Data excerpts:
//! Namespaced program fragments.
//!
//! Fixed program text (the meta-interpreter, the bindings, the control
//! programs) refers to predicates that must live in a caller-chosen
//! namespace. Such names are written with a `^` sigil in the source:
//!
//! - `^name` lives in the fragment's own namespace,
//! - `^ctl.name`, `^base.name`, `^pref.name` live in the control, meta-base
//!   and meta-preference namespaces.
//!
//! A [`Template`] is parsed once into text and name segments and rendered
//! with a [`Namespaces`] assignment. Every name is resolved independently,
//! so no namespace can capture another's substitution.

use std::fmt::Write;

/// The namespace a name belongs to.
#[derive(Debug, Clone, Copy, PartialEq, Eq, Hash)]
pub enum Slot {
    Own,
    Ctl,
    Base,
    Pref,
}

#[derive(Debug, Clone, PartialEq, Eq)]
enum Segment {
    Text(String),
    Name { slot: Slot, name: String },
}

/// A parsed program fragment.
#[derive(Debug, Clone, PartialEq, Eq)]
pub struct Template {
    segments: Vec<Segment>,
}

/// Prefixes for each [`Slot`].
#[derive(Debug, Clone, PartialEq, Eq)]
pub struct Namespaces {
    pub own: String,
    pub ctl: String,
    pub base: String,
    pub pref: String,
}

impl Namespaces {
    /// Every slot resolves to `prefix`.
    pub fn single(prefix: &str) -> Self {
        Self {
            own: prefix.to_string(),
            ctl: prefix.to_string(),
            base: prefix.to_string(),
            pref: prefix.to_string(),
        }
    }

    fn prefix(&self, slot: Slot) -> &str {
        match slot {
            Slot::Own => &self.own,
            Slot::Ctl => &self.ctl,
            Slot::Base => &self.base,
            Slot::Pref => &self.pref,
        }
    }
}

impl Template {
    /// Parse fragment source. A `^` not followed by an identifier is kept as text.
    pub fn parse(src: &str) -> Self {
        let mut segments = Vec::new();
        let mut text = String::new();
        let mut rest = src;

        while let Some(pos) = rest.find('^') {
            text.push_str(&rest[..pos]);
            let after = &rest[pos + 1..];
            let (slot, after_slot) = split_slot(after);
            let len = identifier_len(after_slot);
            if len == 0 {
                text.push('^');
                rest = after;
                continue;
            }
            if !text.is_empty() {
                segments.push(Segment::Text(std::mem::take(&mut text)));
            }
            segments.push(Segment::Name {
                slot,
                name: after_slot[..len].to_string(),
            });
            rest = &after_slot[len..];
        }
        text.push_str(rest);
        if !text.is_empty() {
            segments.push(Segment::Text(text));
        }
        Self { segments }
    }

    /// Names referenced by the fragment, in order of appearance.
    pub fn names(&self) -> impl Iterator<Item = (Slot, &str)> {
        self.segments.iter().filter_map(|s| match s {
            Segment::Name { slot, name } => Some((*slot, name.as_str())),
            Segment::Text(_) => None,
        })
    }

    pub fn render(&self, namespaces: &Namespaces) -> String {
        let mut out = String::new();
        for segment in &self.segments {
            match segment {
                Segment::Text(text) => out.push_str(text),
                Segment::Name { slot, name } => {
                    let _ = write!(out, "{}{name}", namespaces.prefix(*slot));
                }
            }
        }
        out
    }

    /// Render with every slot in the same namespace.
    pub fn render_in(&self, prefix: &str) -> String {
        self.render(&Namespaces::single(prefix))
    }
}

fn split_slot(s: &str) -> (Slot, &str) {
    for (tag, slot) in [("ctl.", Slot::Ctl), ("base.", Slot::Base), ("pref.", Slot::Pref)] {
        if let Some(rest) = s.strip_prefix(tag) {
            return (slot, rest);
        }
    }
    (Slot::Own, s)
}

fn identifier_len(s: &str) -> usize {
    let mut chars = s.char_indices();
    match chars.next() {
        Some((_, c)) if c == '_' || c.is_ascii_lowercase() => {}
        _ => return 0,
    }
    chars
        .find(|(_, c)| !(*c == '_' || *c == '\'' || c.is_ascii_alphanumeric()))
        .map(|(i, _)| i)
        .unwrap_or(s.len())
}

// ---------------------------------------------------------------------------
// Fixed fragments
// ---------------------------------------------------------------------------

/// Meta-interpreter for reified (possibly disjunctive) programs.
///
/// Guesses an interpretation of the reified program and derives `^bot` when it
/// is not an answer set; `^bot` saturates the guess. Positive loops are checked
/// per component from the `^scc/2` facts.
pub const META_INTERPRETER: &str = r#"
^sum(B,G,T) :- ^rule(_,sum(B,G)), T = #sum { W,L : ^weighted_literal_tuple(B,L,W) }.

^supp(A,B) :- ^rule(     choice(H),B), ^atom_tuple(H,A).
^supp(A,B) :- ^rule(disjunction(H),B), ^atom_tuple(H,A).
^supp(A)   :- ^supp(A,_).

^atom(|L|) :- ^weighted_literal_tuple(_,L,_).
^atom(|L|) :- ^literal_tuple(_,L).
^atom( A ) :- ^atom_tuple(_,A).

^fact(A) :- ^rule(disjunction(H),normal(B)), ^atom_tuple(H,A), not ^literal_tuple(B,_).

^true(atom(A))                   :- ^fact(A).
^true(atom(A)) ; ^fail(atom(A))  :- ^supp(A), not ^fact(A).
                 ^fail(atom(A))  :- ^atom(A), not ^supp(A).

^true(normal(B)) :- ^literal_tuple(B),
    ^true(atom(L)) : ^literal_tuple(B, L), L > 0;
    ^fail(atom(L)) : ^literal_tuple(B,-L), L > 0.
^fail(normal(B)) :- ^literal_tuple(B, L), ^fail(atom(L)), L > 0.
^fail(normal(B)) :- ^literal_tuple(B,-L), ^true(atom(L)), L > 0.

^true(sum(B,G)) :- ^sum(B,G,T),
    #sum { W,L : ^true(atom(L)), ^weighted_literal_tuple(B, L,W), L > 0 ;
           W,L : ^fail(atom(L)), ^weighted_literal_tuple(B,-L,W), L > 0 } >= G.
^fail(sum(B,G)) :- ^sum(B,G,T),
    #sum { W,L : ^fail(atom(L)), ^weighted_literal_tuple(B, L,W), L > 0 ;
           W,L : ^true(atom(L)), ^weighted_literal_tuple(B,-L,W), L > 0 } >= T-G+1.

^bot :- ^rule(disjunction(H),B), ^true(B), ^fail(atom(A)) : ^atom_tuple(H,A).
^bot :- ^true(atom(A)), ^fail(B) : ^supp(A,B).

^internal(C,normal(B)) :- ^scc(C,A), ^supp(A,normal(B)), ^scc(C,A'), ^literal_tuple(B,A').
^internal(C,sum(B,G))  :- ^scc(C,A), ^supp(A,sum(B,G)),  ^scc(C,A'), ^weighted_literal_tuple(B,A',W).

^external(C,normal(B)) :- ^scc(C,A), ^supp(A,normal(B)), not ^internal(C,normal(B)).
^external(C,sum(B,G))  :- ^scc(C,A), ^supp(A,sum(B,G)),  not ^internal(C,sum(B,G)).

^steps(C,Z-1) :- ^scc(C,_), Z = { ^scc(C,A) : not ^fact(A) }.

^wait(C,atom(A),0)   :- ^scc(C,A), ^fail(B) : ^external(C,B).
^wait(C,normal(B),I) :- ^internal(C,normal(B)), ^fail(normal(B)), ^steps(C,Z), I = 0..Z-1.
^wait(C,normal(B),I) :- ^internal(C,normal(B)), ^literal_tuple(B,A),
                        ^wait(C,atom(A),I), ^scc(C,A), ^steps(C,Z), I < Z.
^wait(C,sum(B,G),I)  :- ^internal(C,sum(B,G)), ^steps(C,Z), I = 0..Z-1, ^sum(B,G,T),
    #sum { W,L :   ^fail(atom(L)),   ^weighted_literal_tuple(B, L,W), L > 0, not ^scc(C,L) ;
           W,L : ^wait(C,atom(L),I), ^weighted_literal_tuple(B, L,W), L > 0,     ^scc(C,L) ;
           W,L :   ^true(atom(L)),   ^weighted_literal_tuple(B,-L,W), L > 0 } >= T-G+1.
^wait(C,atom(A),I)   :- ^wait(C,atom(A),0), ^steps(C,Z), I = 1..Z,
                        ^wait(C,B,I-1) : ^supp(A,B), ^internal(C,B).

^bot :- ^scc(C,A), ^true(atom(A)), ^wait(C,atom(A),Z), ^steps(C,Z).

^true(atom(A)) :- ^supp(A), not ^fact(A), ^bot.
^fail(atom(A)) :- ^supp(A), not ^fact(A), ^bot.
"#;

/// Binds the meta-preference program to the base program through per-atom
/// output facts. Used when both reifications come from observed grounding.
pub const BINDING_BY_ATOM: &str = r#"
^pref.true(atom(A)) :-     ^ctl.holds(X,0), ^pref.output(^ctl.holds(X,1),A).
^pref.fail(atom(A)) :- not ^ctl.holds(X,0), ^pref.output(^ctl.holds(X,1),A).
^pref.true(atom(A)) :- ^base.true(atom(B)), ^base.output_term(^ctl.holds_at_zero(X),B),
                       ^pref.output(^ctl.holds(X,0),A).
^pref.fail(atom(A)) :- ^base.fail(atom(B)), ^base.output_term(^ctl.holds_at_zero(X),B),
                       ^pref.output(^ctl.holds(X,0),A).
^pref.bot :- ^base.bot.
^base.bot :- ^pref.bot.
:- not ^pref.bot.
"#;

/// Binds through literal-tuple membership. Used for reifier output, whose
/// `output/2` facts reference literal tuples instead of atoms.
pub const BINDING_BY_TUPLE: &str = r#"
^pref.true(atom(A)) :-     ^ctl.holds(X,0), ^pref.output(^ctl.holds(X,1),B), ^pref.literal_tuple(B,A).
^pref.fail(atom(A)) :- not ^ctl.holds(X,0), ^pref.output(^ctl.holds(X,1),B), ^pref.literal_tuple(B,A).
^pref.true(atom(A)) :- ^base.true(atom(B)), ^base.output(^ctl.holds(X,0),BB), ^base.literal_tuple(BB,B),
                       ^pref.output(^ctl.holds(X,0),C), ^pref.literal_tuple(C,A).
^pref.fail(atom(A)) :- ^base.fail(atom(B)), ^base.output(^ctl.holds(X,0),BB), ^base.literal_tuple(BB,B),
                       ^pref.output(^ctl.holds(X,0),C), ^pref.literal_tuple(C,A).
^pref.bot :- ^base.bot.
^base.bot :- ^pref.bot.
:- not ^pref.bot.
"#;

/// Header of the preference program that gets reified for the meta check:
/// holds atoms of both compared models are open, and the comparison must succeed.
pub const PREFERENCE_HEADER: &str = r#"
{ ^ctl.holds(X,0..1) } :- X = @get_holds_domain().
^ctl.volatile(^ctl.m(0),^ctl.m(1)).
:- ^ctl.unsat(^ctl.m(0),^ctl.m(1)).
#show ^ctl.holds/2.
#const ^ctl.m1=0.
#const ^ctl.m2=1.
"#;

==

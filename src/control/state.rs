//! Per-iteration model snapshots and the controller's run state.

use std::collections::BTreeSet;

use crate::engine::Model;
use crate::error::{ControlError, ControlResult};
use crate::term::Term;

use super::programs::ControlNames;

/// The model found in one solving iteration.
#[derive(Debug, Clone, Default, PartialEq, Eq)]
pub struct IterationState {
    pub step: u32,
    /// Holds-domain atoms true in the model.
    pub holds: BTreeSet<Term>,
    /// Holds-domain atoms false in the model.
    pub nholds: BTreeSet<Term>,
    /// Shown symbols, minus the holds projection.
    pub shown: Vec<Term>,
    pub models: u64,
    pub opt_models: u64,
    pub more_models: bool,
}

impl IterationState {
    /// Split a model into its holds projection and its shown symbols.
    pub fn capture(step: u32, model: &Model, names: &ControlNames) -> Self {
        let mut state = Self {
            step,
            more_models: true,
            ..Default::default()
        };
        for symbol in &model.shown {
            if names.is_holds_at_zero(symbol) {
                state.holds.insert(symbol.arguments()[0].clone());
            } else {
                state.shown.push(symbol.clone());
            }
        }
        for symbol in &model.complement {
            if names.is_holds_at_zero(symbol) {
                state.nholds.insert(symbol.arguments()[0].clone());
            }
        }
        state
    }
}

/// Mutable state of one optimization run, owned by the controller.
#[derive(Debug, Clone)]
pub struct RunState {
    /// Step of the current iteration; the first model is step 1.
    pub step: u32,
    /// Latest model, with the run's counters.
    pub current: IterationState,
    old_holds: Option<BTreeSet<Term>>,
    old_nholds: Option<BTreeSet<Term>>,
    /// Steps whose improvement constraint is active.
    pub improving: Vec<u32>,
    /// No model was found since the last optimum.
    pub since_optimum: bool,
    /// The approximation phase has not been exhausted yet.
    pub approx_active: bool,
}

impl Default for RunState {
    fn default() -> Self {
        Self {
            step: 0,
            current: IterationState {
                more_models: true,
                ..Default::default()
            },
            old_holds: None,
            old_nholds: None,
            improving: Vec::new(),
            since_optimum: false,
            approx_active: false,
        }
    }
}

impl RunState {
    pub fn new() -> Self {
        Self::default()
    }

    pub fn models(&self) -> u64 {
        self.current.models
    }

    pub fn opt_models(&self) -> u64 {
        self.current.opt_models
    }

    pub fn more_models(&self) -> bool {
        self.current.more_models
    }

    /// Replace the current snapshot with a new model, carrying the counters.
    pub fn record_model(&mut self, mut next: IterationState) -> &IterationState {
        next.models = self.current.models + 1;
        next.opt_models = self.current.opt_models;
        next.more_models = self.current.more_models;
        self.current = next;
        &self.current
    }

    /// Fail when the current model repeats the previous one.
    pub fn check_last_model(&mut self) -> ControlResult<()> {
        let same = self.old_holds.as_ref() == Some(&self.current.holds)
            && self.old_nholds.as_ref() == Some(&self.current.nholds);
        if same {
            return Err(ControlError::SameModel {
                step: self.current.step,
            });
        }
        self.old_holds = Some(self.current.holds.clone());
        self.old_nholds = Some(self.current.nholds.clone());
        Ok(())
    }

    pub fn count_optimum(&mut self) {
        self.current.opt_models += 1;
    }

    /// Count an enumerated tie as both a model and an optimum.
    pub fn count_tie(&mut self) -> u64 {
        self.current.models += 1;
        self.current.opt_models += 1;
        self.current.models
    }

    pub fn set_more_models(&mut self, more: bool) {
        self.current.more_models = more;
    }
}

---

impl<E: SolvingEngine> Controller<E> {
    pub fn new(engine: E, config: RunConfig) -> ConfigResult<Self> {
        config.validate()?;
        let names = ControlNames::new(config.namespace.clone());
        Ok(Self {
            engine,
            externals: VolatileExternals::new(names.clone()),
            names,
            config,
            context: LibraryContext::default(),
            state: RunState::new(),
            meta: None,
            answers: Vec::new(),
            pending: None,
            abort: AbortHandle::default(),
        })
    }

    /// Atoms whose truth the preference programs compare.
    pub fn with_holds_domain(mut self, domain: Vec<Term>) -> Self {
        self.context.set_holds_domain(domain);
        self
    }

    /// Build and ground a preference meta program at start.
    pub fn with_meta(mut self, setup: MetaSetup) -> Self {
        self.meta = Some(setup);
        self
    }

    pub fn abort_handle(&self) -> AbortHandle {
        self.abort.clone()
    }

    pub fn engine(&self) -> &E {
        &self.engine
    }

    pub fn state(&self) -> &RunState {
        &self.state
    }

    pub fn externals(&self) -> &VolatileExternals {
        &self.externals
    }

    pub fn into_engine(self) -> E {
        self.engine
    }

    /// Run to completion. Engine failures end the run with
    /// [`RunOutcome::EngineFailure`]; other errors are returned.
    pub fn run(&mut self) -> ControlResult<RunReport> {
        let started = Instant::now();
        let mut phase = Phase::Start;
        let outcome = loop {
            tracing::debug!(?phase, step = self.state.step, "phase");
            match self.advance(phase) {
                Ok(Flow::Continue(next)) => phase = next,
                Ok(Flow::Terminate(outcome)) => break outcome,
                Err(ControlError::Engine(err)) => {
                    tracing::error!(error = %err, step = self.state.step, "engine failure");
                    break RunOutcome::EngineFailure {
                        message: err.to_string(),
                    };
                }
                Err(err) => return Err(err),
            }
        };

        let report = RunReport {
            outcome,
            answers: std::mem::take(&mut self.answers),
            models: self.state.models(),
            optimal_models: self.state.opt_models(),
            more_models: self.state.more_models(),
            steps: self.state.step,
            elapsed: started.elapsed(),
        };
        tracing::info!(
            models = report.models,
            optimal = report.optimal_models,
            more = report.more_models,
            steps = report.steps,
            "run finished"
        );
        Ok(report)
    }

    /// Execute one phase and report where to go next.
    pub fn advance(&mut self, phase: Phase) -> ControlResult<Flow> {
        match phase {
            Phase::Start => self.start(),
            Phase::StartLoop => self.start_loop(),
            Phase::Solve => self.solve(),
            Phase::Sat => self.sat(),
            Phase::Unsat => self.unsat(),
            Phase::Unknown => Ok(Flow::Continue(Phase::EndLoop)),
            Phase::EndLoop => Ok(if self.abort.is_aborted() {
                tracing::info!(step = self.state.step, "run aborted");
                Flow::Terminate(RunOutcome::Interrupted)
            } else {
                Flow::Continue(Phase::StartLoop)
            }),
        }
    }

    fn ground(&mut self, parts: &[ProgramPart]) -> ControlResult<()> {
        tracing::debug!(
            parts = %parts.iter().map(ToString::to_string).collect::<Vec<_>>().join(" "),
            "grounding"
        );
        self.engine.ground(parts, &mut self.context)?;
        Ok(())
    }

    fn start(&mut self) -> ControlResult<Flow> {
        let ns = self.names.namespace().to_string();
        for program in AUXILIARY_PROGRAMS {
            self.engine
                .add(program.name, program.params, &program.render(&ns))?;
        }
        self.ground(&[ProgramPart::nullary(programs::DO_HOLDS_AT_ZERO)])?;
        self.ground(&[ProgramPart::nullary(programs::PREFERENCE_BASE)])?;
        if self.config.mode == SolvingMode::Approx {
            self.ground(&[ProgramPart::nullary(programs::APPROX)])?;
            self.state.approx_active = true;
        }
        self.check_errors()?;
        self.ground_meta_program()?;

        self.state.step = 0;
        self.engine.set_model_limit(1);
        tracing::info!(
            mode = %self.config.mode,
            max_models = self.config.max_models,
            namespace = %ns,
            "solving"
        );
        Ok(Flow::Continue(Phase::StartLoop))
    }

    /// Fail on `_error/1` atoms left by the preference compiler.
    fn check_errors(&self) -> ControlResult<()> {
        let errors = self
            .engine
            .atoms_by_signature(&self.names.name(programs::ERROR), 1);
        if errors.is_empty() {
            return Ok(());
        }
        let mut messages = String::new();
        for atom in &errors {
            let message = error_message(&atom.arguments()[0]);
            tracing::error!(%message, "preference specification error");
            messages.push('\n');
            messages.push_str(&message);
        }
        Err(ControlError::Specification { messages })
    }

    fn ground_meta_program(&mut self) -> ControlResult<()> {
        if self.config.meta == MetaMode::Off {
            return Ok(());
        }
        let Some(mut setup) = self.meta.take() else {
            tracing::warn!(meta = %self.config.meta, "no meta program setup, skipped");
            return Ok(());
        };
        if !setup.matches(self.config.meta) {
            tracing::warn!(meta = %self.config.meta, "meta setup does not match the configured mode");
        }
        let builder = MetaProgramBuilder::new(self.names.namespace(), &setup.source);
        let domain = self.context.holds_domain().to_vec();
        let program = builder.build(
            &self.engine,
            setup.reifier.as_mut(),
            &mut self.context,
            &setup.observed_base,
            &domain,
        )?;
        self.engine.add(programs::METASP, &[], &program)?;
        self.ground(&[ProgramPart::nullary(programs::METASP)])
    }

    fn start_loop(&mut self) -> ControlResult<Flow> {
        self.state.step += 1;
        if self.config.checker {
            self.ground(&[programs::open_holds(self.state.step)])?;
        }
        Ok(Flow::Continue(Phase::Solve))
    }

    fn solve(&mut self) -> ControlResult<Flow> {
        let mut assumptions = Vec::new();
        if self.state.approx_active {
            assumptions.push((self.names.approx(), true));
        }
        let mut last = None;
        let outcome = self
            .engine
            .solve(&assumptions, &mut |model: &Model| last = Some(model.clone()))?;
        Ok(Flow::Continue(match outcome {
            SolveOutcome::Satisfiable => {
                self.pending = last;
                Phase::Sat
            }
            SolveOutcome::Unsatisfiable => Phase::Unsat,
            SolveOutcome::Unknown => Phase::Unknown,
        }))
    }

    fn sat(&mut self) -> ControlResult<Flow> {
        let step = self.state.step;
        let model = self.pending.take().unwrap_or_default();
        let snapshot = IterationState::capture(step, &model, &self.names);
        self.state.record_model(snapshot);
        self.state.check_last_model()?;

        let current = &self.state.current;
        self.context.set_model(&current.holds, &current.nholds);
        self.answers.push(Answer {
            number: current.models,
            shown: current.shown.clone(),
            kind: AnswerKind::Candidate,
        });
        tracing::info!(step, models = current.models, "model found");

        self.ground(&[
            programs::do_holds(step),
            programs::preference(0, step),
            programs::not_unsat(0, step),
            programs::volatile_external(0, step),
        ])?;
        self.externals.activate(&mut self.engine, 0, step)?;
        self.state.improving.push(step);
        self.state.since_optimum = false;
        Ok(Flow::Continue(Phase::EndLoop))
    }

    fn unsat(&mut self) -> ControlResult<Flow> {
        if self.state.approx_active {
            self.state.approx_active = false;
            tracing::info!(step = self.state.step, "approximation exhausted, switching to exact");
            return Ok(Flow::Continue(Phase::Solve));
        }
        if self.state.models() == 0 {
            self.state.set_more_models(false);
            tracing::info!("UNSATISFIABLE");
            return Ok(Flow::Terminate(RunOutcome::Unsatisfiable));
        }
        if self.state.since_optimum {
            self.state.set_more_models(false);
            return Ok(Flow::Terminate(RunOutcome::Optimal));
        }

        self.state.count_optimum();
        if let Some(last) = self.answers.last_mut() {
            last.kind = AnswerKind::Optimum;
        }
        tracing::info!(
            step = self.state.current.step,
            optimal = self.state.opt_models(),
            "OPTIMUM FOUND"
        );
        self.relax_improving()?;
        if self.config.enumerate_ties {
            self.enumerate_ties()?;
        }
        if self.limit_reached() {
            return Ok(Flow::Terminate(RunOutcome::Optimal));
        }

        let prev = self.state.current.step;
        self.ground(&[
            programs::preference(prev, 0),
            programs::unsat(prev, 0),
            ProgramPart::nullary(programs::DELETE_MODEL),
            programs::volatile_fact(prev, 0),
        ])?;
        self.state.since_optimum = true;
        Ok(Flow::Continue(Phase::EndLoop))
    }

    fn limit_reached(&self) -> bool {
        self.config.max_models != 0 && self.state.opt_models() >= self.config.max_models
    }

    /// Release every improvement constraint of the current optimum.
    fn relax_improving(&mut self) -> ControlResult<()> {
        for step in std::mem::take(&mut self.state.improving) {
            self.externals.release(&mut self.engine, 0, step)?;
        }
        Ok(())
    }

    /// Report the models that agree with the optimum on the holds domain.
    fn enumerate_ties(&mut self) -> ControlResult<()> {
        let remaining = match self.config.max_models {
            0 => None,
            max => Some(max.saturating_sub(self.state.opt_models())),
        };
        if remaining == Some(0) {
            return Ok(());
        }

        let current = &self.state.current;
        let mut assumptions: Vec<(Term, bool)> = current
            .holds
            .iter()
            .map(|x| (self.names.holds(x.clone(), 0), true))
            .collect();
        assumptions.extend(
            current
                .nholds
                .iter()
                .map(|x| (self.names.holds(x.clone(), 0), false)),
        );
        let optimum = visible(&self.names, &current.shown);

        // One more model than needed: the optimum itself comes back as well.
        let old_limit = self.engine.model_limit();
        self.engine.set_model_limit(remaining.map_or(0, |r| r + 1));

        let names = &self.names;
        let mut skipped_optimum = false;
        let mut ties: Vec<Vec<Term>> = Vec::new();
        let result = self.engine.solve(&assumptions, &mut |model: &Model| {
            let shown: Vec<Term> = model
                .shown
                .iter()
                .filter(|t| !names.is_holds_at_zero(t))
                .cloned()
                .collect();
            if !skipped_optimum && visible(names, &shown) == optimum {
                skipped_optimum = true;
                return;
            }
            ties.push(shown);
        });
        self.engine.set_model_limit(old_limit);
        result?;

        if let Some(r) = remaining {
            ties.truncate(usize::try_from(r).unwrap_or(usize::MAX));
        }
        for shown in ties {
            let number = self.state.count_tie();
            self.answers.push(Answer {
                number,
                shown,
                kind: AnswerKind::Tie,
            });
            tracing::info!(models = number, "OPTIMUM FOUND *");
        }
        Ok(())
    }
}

Task requirements: Now copy each line of the entries that mentions "must".

Reply:
//! programs) refers to predicates that must live in a caller-chosen
/// holds atoms of both compared models are open, and the comparison must succeed.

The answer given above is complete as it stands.